Japan’s economy shrank at a faster pace than first estimated as shoppers cut back further during summer’s COVID-19 surge, a sign of the heightened risk now facing the recovery should the omicron variant spread.
Gross domestic product contracted an annualized 3.6% in the three months through September, revised figures from the Cabinet Office showed Wednesday. Economists had expected a 3.1% overall slide, compared with the government’s initial 3% estimate.
While the revised data showed business investment wasn’t as weak as initially reported, a steeper fall in consumer spending is potentially worrisome because it suggests virus risks may have deterred shoppers more than first thought.
More people have been venturing out and spending since Japan lifted emergency restrictions on activity at the start of October, but Prime Minister Fumio Kishida must now keep it going amid fears over the new omicron variant.
Meanwhile, supply chain issues that have hit exporters, the country’s traditional growth drivers, have only made consumers more important to the recovery. So far, economists are expecting 5.4% annualized growth for this quarter.
“Given the rise in prices and the new omicron variant, there’s uncertainty over the outlook,” said economist Harumi Taguchi at IHS Markit. “If those developments become more prominent the fourth quarter recovery in consumption may be weaker than we’d presumed.”
Japan has reported some of the lowest numbers of COVID-19 cases in the developed world in recent weeks, but Kishida has vowed to remain cautious in his approach toward the virus. His decision to close Japan’s borders to new entry by foreign nationals over concerns about the omicron variant has met an almost 90% approval response according to a poll over the weekend conducted by the Yomiuri newspaper.
With that support, Kishida may be keen to reintroduce domestic restrictions if the new variant spreads, a move that could derail a still weak recovery.
“The omicron variant could pose a risk to exports,” said Yuki Masujima, economist at Bloomberg Economics. “A promised stimulus package could boost GDP growth directly by 0.1 percentage point in 2022 and even more through indirect effects on consumer and business confidence.”

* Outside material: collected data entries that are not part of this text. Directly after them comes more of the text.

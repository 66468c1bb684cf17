//! Core functionality for sbn: discrete Bayesian networks and approximate
//! inference over them with a Gibbs sampler.

// clippy lints config:
#![allow(unknown_lints)]

pub mod config;
mod errors;
mod lang;
mod net;
pub mod sampling;
#[cfg(feature = "persistence")]
mod storage;

pub use self::config::{init_logger, SamplerConf};
pub use self::errors::{ConfErr, NetError, ParseErr, QueryErr};
pub use self::lang::{parse_net, write_net};
pub use self::net::{normalize_name, Cpt, Net, Variable};
pub use self::sampling::{Flow, Gibbs, Posterior};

An official at the Cabinet Office said changes in the way the government did its seasonal adjustments had a big impact on the figures this time, pushing up the capital spending number, but pushing down the consumption component.
Still, Wednesday’s report confirms that Japan’s economy has shrunk in five of the past eight quarters.
The International Monetary Fund projects Japan’s growth rate to be the slowest among Group of Seven nations both this year and next, but part of the reason Japan’s recovery pace has trailed that of the United States and much of Europe is because its trough during the pandemic wasn’t as deep.
Kishida’s stimulus package unveiled last month will still take time to be executed, but will likely help lift the recovery next year.
“Looking at past examples of handout impacts, the supply and demand balance doesn’t shift immediately,” said IHS’s Taguchi. “At the moment, omicron doesn’t seem too bad domestically, but we need to be aware of the risk that people will start refraining from going out if it does get worse.”